I'm at a bit of a loss as to what to do really, i'd like her to put a little bit of weight on as I don't like feeling loads of ribs everytime I stroke her  I was wondering whether to get some proper meat from the butcher or similar, whether this may help her appetite?

Cost really doesn't bother me - I want her to be a healthier weight and am willing to try anything.


----------



## s4sugar (7 January 2013)

What biscuits & meat?

Have you tried tinned Chappie?


----------



## NeverSayNever (7 January 2013)

she must be a fairly big girlie at 15kg if she is skinny! One of mine is like this and Ive been through a lot different foods. Firstly, I cant recommend switching to raw more strongly. The one thing that has gradually put weight on my girl is a raw diet - lamb mince is ideal as it is high in fat, so is duck. If you are worried about making a balanced diet for her you can get pre-preared tubs from natural instinct which have everything in you need. Or you can order small packs of mince from various suppliers like durham animal feeds and berriwood. (google will bring up their websites). Secondly, try feeding her 3 to 4 smaller meals per day if you havent already.  Is she spayed yet? Once she is she will be more likely to gain weight anyway but the fact is some collies are just really hard to keep weight on and are particularly bad as youngsters - once they hit 2 or 3 they sometimes start to do better.

if cost is no object my strong recommendation would be natural instinct working dog duck and lamb varieties. Good luck.


----------



## Jools1234 (7 January 2013)

my lurcher was a bag of bones till she fully matured at about 2yrs old then he weight increased slightly.
how much physical excersise does she get? 
do you do anything to excersise her brain?
is she speyed?
what food are you feeding now?


----------



## Nicnac (7 January 2013)

How many times a day are you feeding her?  Would she be better with 3 small meals a day?

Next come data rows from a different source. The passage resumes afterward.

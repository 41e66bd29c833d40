//! # Backend Bindings
//!
//! A binding sits between one [`PlaybackIntent`] and one native backend. It
//! turns intent notifications and playback commands into native calls once
//! the backend is ready, and reports readiness, video size and end of stream
//! back onto the intent.
//!
//! ## Variants
//!
//! - [`SurfaceBinding`]: decoder plus a separately managed rendering surface
//! - [`AssetBinding`]: asset, player and layer stack with single and looping
//!   players
//!
//! The variant is chosen when the binding is attached, from the
//! [`NativeBackend`](crate::driver::NativeBackend) the host provides.
//!
//! ## State machine
//!
//! ```text
//! Idle ──PathChanged──> Loading ──┬──> Buffering ──ready──┐
//!                                 └────────ready──────────┴──> Ready
//! Ready ──> Playing / Paused / Stopped     (SeekingToBeginning is transient)
//! any ──dispose──> Disposed
//! ```
//!
//! Commands that arrive before readiness are held in a single register. A
//! later deferral overwrites it; readiness takes it exactly once.
//!
//! ## Threading
//!
//! Every method is called from the binding's driver on the UI-affine context,
//! so implementations own their native handles without locking.

mod asset;
mod surface;
mod surface_tracker;

pub use asset::AssetBinding;
pub use surface::SurfaceBinding;
pub use surface_tracker::{LoadRequest, SurfaceState, SurfaceTracker};

use crate::command::PlaybackCommand;
use crate::intent::PlaybackIntent;
use core_runtime::events::PlayerEvent;
use serde::{Deserialize, Serialize};

/// Which native backend family a binding drives.
#[derive(Debug, Clone, Copy, PartialEq, Eq, Hash, Serialize, Deserialize)]
pub enum BackendKind {
    /// Decoder with a separately attached surface (Android-style).
    Surface,
    /// Asset player rendering into a layer (iOS-style).
    Asset,
}

/// Lifecycle state of a binding.
#[derive(Debug, Clone, Copy, PartialEq, Eq, Hash, Serialize, Deserialize)]
pub enum BindingState {
    /// No source loaded.
    Idle,
    /// Source is being handed to the backend.
    Loading,
    /// Backend is preparing asynchronously.
    Buffering,
    Ready,
    Playing,
    Paused,
    Stopped,
    SeekingToBeginning,
    /// Native resources released. Terminal.
    Disposed,
}

impl BindingState {
    /// `true` while commands must be deferred.
    pub fn awaits_readiness(&self) -> bool {
        matches!(
            self,
            BindingState::Idle | BindingState::Loading | BindingState::Buffering
        )
    }
}

/// Returned by the liveness guard once the binding or its intent is gone.
#[derive(Debug, Clone, Copy, PartialEq, Eq)]
pub struct Dead;

/// Native backend adapter driven by a binding driver.
pub trait BackendBinding: Send {
    /// Callback type the native side emits.
    type Signal: Send + 'static;

    fn kind(&self) -> BackendKind;

    fn state(&self) -> BindingState;

    /// Called once on the UI context before any other entry point.
    fn attach(&mut self);

    /// Non-command notifications raised by the host (path, buffer, frame).
    fn on_intent(&mut self, event: &PlayerEvent);

    /// Applies `command` now if the backend is ready, otherwise defers it.
    fn on_command(&mut self, command: PlaybackCommand);

    fn on_native(&mut self, signal: Self::Signal);

    /// Releases every native resource. Idempotent.
    fn dispose(&mut self);
}

/// Liveness check shared by both bindings.
pub(crate) fn live_intent(
    state: BindingState,
    intent: Option<&PlaybackIntent>,
) -> Result<PlaybackIntent, Dead> {
    if state == BindingState::Disposed {
        return Err(Dead);
    }
    match intent {
        Some(intent) if !intent.is_disposed() => Ok(intent.clone()),
        _ => Err(Dead),
    }
}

I'm assuming she's not been spayed.

My 15 year old girl is now at an ideal weight for her (22kgs) after being a mad, skinny ball of energy for the first 5 years.  She then got pyometra and was spayed which calmed her down and increased her appetite massively. She then got a bit porky.


----------



## Girlracer (7 January 2013)

Thanks for the replies.

She's actually quite a small dog, but weighs 15KG on the scales at the vets. But she is a bag of bones, not emaciated by any stretch of the imagination but just 'poor' I guess. She's healthy, bright and totally lovely but just bony. 

Exercise wise, down the yard AM & PM, we go hacking round the fields quite often and various other fun things . We do lot's of obedience training, and we had just started agility before she got a bit of kennel cough a few months ago. She seems happy enough and is a really lovely dog, very repetitive with throwing various items at you for you to throw for her but no different to any other young border collie I've dealt with.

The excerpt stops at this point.